Jalen Tolliver

No. 80
- Position: Wide receiver

Personal information
- Born: December 30, 1995 (age 30) Rayville, Louisiana, U.S.
- Listed height: 6 ft 3 in (1.91 m)
- Listed weight: 210 lb (95 kg)

Career information
- High school: Ouachita Parish (Ouachita Parish, Louisiana)
- College: Arkansas–Monticello
- NFL draft: 2018: undrafted

Career history
- Arizona Cardinals (2018); Tennessee Titans (2019)*; Kansas City Chiefs (2019)*; Tampa Bay Vipers (2020); Edmonton Elks (2021–2022); San Antonio Brahmas (2023);
- * Offseason and/or practice squad member only

Awards and highlights
- 2× First-team All-GAC (2016, 2017); Second-team All-GAC (2015);

Career NFL statistics
- Receptions: 3
- Receiving yards: 37
- Receiving touchdowns: 0
- Stats at Pro Football Reference

Career CFL statistics
- Receptions: 29
- Receiving yards: 383
- Receiving touchdowns: 4
- Stats at CFL.ca

= Jalen Tolliver =

American football player (born 1995)

Jalen Tolliver (born December 30, 1995) is an American former professional football player who was a wide receiver in the National Football League (NFL) and Canadian Football League (CFL).
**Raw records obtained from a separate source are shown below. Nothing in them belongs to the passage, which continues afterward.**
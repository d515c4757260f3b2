// src/expr/display.rs
use crate::expr::{Expr, ExprKind};
use crate::ops::arithmetic::{product, sum};
use num_traits::Float;
use std::fmt;

/// Fully parenthesized rendering of the subtree, e.g. `((a(-12312)+b(19123))*b(19123))`.
/// Meant for diagnostics; it is not parsed back.
impl<T: Float + fmt::Display> fmt::Display for Expr<T> {
    fn fmt(&self, f: &mut fmt::Formatter<'_>) -> fmt::Result {
        match self.kind() {
            ExprKind::Constant(c) => fmt::Display::fmt(c, f),
            ExprKind::Sum(op) => op.fmt_infix(f, sum::SYMBOL),
            ExprKind::Product(op) => op.fmt_infix(f, product::SYMBOL),
        }
    }
}
//! Exercise routes
//!
//! - `POST /exercises` - add an exercise to the catalog
//! - `GET /exercises` - paginated listing with previous/next links

use crate::error::ApiResult;
use crate::routes::extract::{ValidatedJson, ValidatedQuery};
use crate::services::ExerciseService;
use crate::state::AppState;
use axum::{
    extract::{OriginalUri, State},
    http::{header::HOST, HeaderMap, StatusCode, Uri},
    routing::post,
    Json, Router,
};
use exercisedb_shared::{
    ApiResponse, CreateExerciseRequest, ErrorResponse, Exercise, ExerciseListQuery,
    ExercisePageResponse,
};

/// Create exercise routes
pub fn exercise_routes() -> Router<AppState> {
    Router::new().route("/exercises", post(create_exercise).get(list_exercises))
}

/// Add a new exercise to the database
#[utoipa::path(
    post,
    path = "/exercises",
    operation_id = "createExercise",
    request_body = CreateExerciseRequest,
    responses(
        (status = 201, description = "Exercise successfully added to the database", body = ApiResponse<Vec<Exercise>>),
        (status = 400, description = "The input data for the exercise is invalid or incomplete", body = ErrorResponse),
        (status = 409, description = "An exercise with the same name already exists", body = ErrorResponse),
        (status = 500, description = "An unexpected error occurred on the server", body = ErrorResponse),
    ),
    tag = "Exercises"
)]
pub async fn create_exercise(
    State(state): State<AppState>,
    ValidatedJson(req): ValidatedJson<CreateExerciseRequest>,
) -> ApiResult<(StatusCode, Json<ApiResponse<Vec<Exercise>>>)> {
    let exercise = ExerciseService::create_exercise(state.exercises(), req).await?;
    Ok((StatusCode::CREATED, Json(ApiResponse::ok(vec![exercise]))))
}

/// Retrieve a page of exercises
#[utoipa::path(
    get,
    path = "/exercises",
    operation_id = "getExercises",
    params(ExerciseListQuery),
    responses(
        (status = 200, description = "Page of exercises with navigation links", body = ApiResponse<ExercisePageResponse>),
        (status = 400, description = "Invalid offset or limit", body = ErrorResponse),
        (status = 500, description = "Internal server error", body = ErrorResponse),
    ),
    tag = "Exercises"
)]
pub async fn list_exercises(
    State(state): State<AppState>,
    OriginalUri(uri): OriginalUri,
    headers: HeaderMap,
    ValidatedQuery(query): ValidatedQuery<ExerciseListQuery>,
) -> ApiResult<Json<ApiResponse<ExercisePageResponse>>> {
    let (offset, limit) = (query.offset(), query.limit());
    let page = ExerciseService::list_exercises(state.exercises(), offset, limit).await?;

    let base_url = request_base_url(&headers, &uri);
    let (previous_page, next_page) = page_links(&base_url, offset, limit);

    Ok(Json(ApiResponse::ok(ExercisePageResponse {
        previous_page,
        next_page,
        page,
    })))
}

/// Origin and path of the incoming request, without the query string
fn request_base_url(headers: &HeaderMap, uri: &Uri) -> String {
    let scheme = headers
        .get("x-forwarded-proto")
        .and_then(|v| v.to_str().ok())
        .and_then(|v| v.split(',').next())
        .map(str::trim)
        .filter(|proto| *proto == "http" || *proto == "https")
        .unwrap_or("http");
    let host = headers
        .get(HOST)
        .and_then(|v| v.to_str().ok())
        .or_else(|| uri.authority().map(|a| a.as_str()))
        .unwrap_or("localhost");

    format!("{}://{}{}", scheme, host, uri.path())
}

/// Previous/next links for a page
///
/// Offset 0 yields no links, even when more items exist. Otherwise previous
/// is `offset - limit` (floored at 0) and next is `offset + limit`.
fn page_links(base_url: &str, offset: u64, limit: u64) -> (Option<String>, Option<String>) {
    if offset == 0 {
        return (None, None);
    }

    let previous = offset.saturating_sub(limit);
    let next = offset + limit;
    (
        Some(format!("{}?offset={}&limit={}", base_url, previous, limit)),
        Some(format!("{}?offset={}&limit={}", base_url, next, limit)),
    )
}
He played college football for the Arkansas–Monticello Boll Weevils, and was signed by the Arizona Cardinals as an undrafted free agent after the 2018 NFL draft and played in three games in 2019.

==College career==
Tolliver played four seasons for the Boll Weevils at the University of Arkansas at Monticello. After catching 22 passes for 322 yards and 15 touchdowns as a freshman, Tolliver became a starter for the team going into his sophomore year and was named second-team All-Great American Conference (GAC) after recording 39 receptions for 781 yards and seven touchdowns. He led the conference in receptions (69), receiving yards (1,090), and receiving touchdowns (14) in his junior season and was named first-team All-GAC and an honorable mention All-American. As a senior, Tolliver had 67 receptions for 1,109 yards and led Division II with 16 touchdown receptions and was named a first-team All-GAC, the GAC Offensive Player of the Year and second-team All-America by the Associated Press. Over the course of his collegiate career he caught 192 passes for 3,168 yards and 39 touchdowns.

==Professional career==

Pre-draft measurables
| Height | Weight | Arm length | Hand span | 40-yard dash | 10-yard split | 20-yard split | 20-yard shuttle | Three-cone drill | Vertical jump | Broad jump | Bench press |
| 6 ft 1+1⁄4 in (1.86 m) | 213 lb (97 kg) | 32+5⁄8 in (0.83 m) | 8+5⁄8 in (0.22 m) | 4.56 s | 1.64 s | 2.73 s | 4.23 s | 6.99 s | 37.5 in (0.95 m) | 10 ft 2 in (3.10 m) | 20 reps |
All values from Pro Day

===Arizona Cardinals===
Tolliver signed with the Arizona Cardinals as an undrafted free agent on April 30, 2018. He was cut at the end of training camp and subsequently re-signed to the team's practice squad on September 2, 2018. He was first promoted to the Cardinals' active roster on November 21, 2018, but was subsequently released three days later without appearing in a game. Tolliver was re-signed to the Cardinals' practice squad and then again promoted to the active roster on December 4, 2018. Tolliver made his NFL debut on December 9, 2018, in a 17–3 loss to the Detroit Lions, making two catches for 22 yards. He finished his rookie season with eight receptions for 110 yards in three games played. He was waived on May 9, 2019.

===Tennessee Titans===
On May 16, 2019, Tolliver signed with the Tennessee Titans. He was waived on August 10, 2019.

===Kansas City Chiefs===
Tolliver was signed by the Kansas City Chiefs on August 20, 2019. Tolliver was waived by the Chiefs during final roster cuts on August 31, 2019.

===Tampa Bay Vipers===
Tolliver was selected by the Tampa Bay Vipers in the fourth round in the 2020 XFL draft. Tolliver was fourth in the XFL with 297 receiving yards with 21 receptions and one touchdown before the 2020 XFL season was cancelled following growing concerns about COVID-19. He had his contract terminated when the league suspended operations on April 10, 2020.

===Edmonton Elks===
Tolliver signed with the Edmonton Elks of the CFL on March 4, 2021.

=== San Antonio Brahmas ===
On November 17, 2022, Tolliver was drafted by the San Antonio Brahmas of the XFL, reuniting with his former Offensive coordinator and Head coach Jaime Elizondo. He was released on March 22, 2023, but was re-signed the next day. He was placed on the team's reserve list on April 4. He was released on August 3, 2023.